Von links nach rechts, von rechts nach links, nach hinten, nach vorne, darüber, darunter: Als wahres Wunderwerk erweist sich dabei das äußerst reduzierte und dennoch enorm wandlungsfähige Bühnenbild von Carola Volles, das in großen Teilen nur aus einigen Gerüsten mit goldenen Lamellenvorhängen besteht. Nur wenige Requisiten braucht Volles, die auch für die Kostüme verantwortlich zeichnet, um ihre farbenreiche Welt zu zeichnen. Während die Tragischen, die Komischen, die Lyrischen und die Hohlköpfe in weiß gekleidet sind, erscheinen die Protagonisten in detailverliebten Farbexplosionen. Nur die Königsfamilie ist im zarten Gold gekleidet. Aber da bricht dem Prinzen kein Zacken aus der Krone, auch wenn er diese gerne mal hängen lässt.
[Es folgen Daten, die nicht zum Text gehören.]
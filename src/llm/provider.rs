//! Provider-agnostic request/response types and the `LlmProvider` trait.

use async_trait::async_trait;

use crate::error::LlmError;

/// A single-turn text completion request.
#[derive(Debug, Clone)]
pub struct CompletionRequest {
    pub prompt: String,
    pub max_tokens: Option<u32>,
}

impl CompletionRequest {
    pub fn new(prompt: impl Into<String>) -> Self {
        Self {
            prompt: prompt.into(),
            max_tokens: None,
        }
    }

    pub fn with_max_tokens(mut self, max_tokens: u32) -> Self {
        self.max_tokens = Some(max_tokens);
        self
    }
}

/// Response from a text completion.
#[derive(Debug, Clone)]
pub struct CompletionResponse {
    pub content: String,
    pub input_tokens: u64,
    pub output_tokens: u64,
}

/// A text-generation backend.
#[async_trait]
pub trait LlmProvider: Send + Sync {
    /// Model identifier sent with each request.
    fn model_name(&self) -> &str;

    /// Run a single request/response completion.
    async fn complete(&self, request: CompletionRequest) -> Result<CompletionResponse, LlmError>;
}
//! Story element fields and the copy shown for each collection step.

use serde::{Deserialize, Serialize};

/// Page title shown above every step.
pub const TITLE: &str = "Magic Story Generator";
/// Subtitle shown under the title.
pub const SUBTITLE: &str = "Create wonderful stories for children!";
/// Progress-indicator text while the story is being written.
pub const SPINNER_TEXT: &str = "Creating your magical story...";
/// Label of the reset action on the display step.
pub const RESET_LABEL: &str = "Create Another Story";
/// Label of the re-trigger action after a failed generation.
pub const RETRY_LABEL: &str = "Try Again";
/// Number of collection steps counted by the progress indicator.
pub const COLLECTION_STEPS: u8 = 5;

/// One of the five values the wizard collects, in collection order.
#[derive(Debug, Clone, Copy, PartialEq, Eq, Hash, Serialize, Deserialize)]
#[serde(rename_all = "snake_case")]
pub enum StoryField {
    MainCharacter,
    Location,
    Theme,
    Challenges,
    Activities,
}

impl StoryField {
    pub const ALL: [StoryField; 5] = [
        StoryField::MainCharacter,
        StoryField::Location,
        StoryField::Theme,
        StoryField::Challenges,
        StoryField::Activities,
    ];

    /// Copy for the step that collects this field.
    pub fn copy(&self) -> StepCopy {
        match self {
            Self::MainCharacter => StepCopy {
                heading: "Who is our hero?",
                label: "Character Name",
                placeholder: "Enter the main character's name",
                help: "This could be a child, animal, or magical creature!",
                button: "Next",
            },
            Self::Location => StepCopy {
                heading: "Where does our story take place?",
                label: "Location",
                placeholder: "Enter the magical place",
                help: "Could be a magical forest, a busy city, or even outer space!",
                button: "Next",
            },
            Self::Theme => StepCopy {
                heading: "What lesson should we learn?",
                label: "Theme",
                placeholder: "Enter the story's message",
                help: "Examples: Being kind, trying your best, making friends",
                button: "Next",
            },
            Self::Challenges => StepCopy {
                heading: "What challenges will our hero face?",
                label: "Challenges",
                placeholder: "Enter the challenges",
                help: "What problems or obstacles will they need to overcome?",
                button: "Next",
            },
            Self::Activities => StepCopy {
                heading: "What does our hero love to do?",
                label: "Activities",
                placeholder: "Enter favorite activities",
                help: "What makes our hero happy? What are they good at?",
                button: "Create Story!",
            },
        }
    }
}

impl std::fmt::Display for StoryField {
    fn fmt(&self, f: &mut std::fmt::Formatter<'_>) -> std::fmt::Result {
        let s = match self {
            Self::MainCharacter => "main_character",
            Self::Location => "location",
            Self::Theme => "theme",
            Self::Challenges => "challenges",
            Self::Activities => "activities",
        };
        write!(f, "{s}")
    }
}

/// Static text for one collection step.
#[derive(Debug, Clone, Copy, PartialEq, Eq)]
pub struct StepCopy {
    pub heading: &'static str,
    pub label: &'static str,
    pub placeholder: &'static str,
    pub help: &'static str,
    pub button: &'static str,
}

/// The five collected values, complete and ready for templating.
#[derive(Debug, Clone, PartialEq, Eq, Serialize, Deserialize)]
pub struct StoryElements {
    pub main_character: String,
    pub location: String,
    pub theme: String,
    pub challenges: String,
    pub activities: String,
}

#[cfg(test)]
mod tests {
    use super::*;

    #[test]
    fn display_matches_serde() {
        for field in StoryField::ALL {
            let json = serde_json::to_string(&field).unwrap();
            assert_eq!(format!("\"{field}\""), json);
        }
    }

    #[test]
    fn only_last_step_creates_the_story() {
        for field in &StoryField::ALL[..4] {
            assert_eq!(field.copy().button, "Next");
        }
        assert_eq!(StoryField::Activities.copy().button, "Create Story!");
    }

    #[test]
    fn every_step_has_copy() {
        for field in StoryField::ALL {
            let copy = field.copy();
            assert!(!copy.heading.is_empty());
            assert!(!copy.label.is_empty());
            assert!(!copy.placeholder.is_empty());
            assert!(!copy.help.is_empty());
        }
    }
}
Ebenso in Bewegung wie das Bühnenbild sind die Sänger in dieser Inszenierung (Choreografie: Ruben Reniers). Ohne die Spielfreude des Cottbusser Ensembles ist dieses Opernerlebnis kaum vorzustellen. Das größte Lob gilt in diesem Zusammenhang dem Opernchor und dem Extrachor des Staatstheaters Cottbus, die nicht nur höchste Textdeutlichkeit auch in anspruchsvollen Momenten beweisen, sondern auch eine Lust am Spiel und mimische Detailverliebtheit, die locker mit bekannteren Ensembles der nahegelegenen Bundeshauptstadt mithalten kann. Sicher geführt werden Chor und Solisten von Johannes Zurl am Pult des Philharmonischen Orchesters, das insbesondere in den orchestralen Momenten – all voran dem immer wieder aufflackernden berühmten Marschmotiv – aufzublühen weiß.

© Bernd Schönberger

Stimmgewaltig angeführt wird das solistische Ensemble von Philipp Mayer mit sonorem Bass als König. Konstantin Lee zeichnet einen sanft-verzweifelten Prinzen, der eigentlich nur aus dem Elfenbeinturm des royalen Lebens ausbrechen will. Ihnen gegenüber stehen mit ansteckender Lust an der Überzeichnung Rahel Brede als Prinzessin Clarice und Nils Stäfe als Leander. Unterstützt wird die machthungrige royale Verwandtschaft (und solche, die es werden wollen) von Gesine Forberger als Fäden ziehende Fata Morgana und Gloria Jieun Choi als Smeraldina. Dirk Kleinke als ewig animierender Truffaldino, John Ji als Pantalone/Farfarello, Andreas Jäpel als Celio und Ulrich Schneider als Köchin, sowie Isabelle Osenau (Linetta), Mirjam Widman (Nicoletta) und Anne Martha Schuitemaker (Ninetta) als die drei den Orangen entspringenden Prinzessinnen runden die starke Gesamtleistung ab.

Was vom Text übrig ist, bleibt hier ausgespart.